_Data in this exercise_
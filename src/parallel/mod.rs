//! Implements the distributed-memory substrate (communicators, decomposition, collectives)

mod collective;
mod communicator;
#[cfg(feature = "mpi")]
mod mpi_comm;
mod partition;
mod thread_comm;
pub use crate::parallel::collective::*;
pub use crate::parallel::communicator::*;
#[cfg(feature = "mpi")]
pub use crate::parallel::mpi_comm::*;
pub use crate::parallel::partition::*;
pub use crate::parallel::thread_comm::*;
use super::DarcyError;
use crate::base::{Phase, NULL_VALUE, NUMBER_OF_PVT_COMPONENTS};
use crate::layer::Formations;
use crate::subdomain::Subdomain;

/// Defines the solver advancing the multi-component flow of one subdomain
pub trait DarcySolver {
    /// Advances the flow of an active subdomain from `previous_age` to `current_age`
    fn solve(
        &mut self,
        subdomain: &Subdomain,
        formations: &mut Formations,
        previous_age: f64,
        current_age: f64,
    ) -> Result<(), DarcyError>;
}

/// Implements a Darcy step without transport: checks the flow state and records invasions
///
/// The saturations of each owned element must lie in [0, 1] and add up to one,
/// and the component masses must be non-negative. Elements holding hydrocarbons
/// for the first time get the current age as time of invasion.
pub struct SaturationConsistencySolver {
    /// Tolerance on the sum of the saturations
    pub tolerance: f64,

    /// Number of steps solved so far
    pub number_of_steps: usize,
}

impl SaturationConsistencySolver {
    /// Allocates a new instance
    pub fn new() -> Self {
        SaturationConsistencySolver {
            tolerance: 1e-8,
            number_of_steps: 0,
        }
    }
}

impl DarcySolver for SaturationConsistencySolver {
    fn solve(
        &mut self,
        subdomain: &Subdomain,
        formations: &mut Formations,
        previous_age: f64,
        current_age: f64,
    ) -> Result<(), DarcyError> {
        if current_age > previous_age {
            return Err(DarcyError::UnknownDarcyError);
        }
        for id in subdomain.formations() {
            let layer = &mut formations[*id];
            if !layer.is_active() {
                continue;
            }
            let flow = match layer.flow_vectors_mut() {
                Some(flow) => flow,
                None => continue,
            };
            let owned = *flow.time_of_invasion().owned();
            let n = flow.time_of_invasion().len_k();
            for (i, j) in owned.iter() {
                for k in 0..n {
                    let mut sum = 0.0;
                    for phase in Phase::ALL {
                        let s = flow.saturation(phase)[(i, j, k)];
                        if !(0.0..=1.0).contains(&s) {
                            return Err(DarcyError::ErrorCalculatingSaturation);
                        }
                        sum += s;
                    }
                    if f64::abs(sum - 1.0) > self.tolerance {
                        return Err(DarcyError::ErrorCalculatingSaturation);
                    }
                    for c in 0..NUMBER_OF_PVT_COMPONENTS {
                        let mass = flow.component_mass(c).map(|m| m[(i, j, k)]).unwrap_or(0.0);
                        if mass < 0.0 {
                            return Err(DarcyError::ErrorCalculatingConcentration);
                        }
                    }
                    let hc = flow.saturation(Phase::Liquid)[(i, j, k)] + flow.saturation(Phase::Vapour)[(i, j, k)];
                    let invasion = &mut flow.time_of_invasion_mut()[(i, j, k)];
                    if hc > 0.0 && *invasion == NULL_VALUE {
                        *invasion = current_age;
                    }
                }
            }
        }
        self.number_of_steps += 1;
        Ok(())
    }
}
use super::FormationId;
use crate::base::VolumeFace;

/// Identifies a volume element of a formation
#[derive(Clone, Copy, Debug, Eq, Hash, PartialEq)]
pub struct ElementRef {
    /// Formation holding the element
    pub formation: FormationId,

    /// Index along x
    pub i: usize,

    /// Index along y
    pub j: usize,

    /// Formation-local index in depth (0 at the top of the formation)
    pub k: usize,
}

/// Holds the state of the hexahedral volume element (i,j,k) of a formation
///
/// ```text
///            Shallow
///        ┌──────────────┐
///       ╱     Back     ╱│
///      ┌──────────────┐ │
///  Left│              │ │Right
///      │    Front     │╱
///      └──────────────┘
///             Deep
/// ```
///
/// Inactive elements keep their indices: the mesh topology never changes.
#[derive(Clone, Debug, PartialEq)]
pub struct LayerElement {
    /// Index along x
    pub i: usize,

    /// Index along y
    pub j: usize,

    /// Formation-local index in depth (0 at the top of the formation)
    pub k: usize,

    /// Formation holding the element
    pub formation: FormationId,

    /// The areal element is valid (inside the modelled domain)
    pub is_valid: bool,

    /// Owned by this rank
    pub is_on_processor: bool,

    /// Holds material at the current age
    pub is_active: bool,

    /// Faces bordering material at the current age, indexed by [VolumeFace]
    pub active_faces: [bool; 6],

    /// Neighbouring elements, indexed by [VolumeFace]
    pub neighbours: [Option<ElementRef>; 6],
}

impl LayerElement {
    /// Allocates an inactive element without neighbours
    pub fn new(formation: FormationId, i: usize, j: usize, k: usize) -> Self {
        LayerElement {
            i,
            j,
            k,
            formation,
            is_valid: false,
            is_on_processor: false,
            is_active: false,
            active_faces: [false; 6],
            neighbours: [None; 6],
        }
    }

    /// Returns the reference to this element
    pub fn reference(&self) -> ElementRef {
        ElementRef {
            formation: self.formation,
            i: self.i,
            j: self.j,
            k: self.k,
        }
    }

    /// Returns true if the face borders material
    pub fn is_active_face(&self, face: VolumeFace) -> bool {
        self.active_faces[face.index()]
    }

    /// Returns the neighbour across a face
    pub fn neighbour(&self, face: VolumeFace) -> Option<ElementRef> {
        self.neighbours[face.index()]
    }

    /// Deactivates the element and all its faces
    pub fn deactivate(&mut self) {
        self.is_active = false;
        self.active_faces = [false; 6];
    }
}

////////////////////////////////////////////////////////////////////////////////////////////////////////////////////////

_Exercise brief_
Among the lines of the preceding listing, tally those that include "Allocates"; reply with the number alone.

_Answer section_
2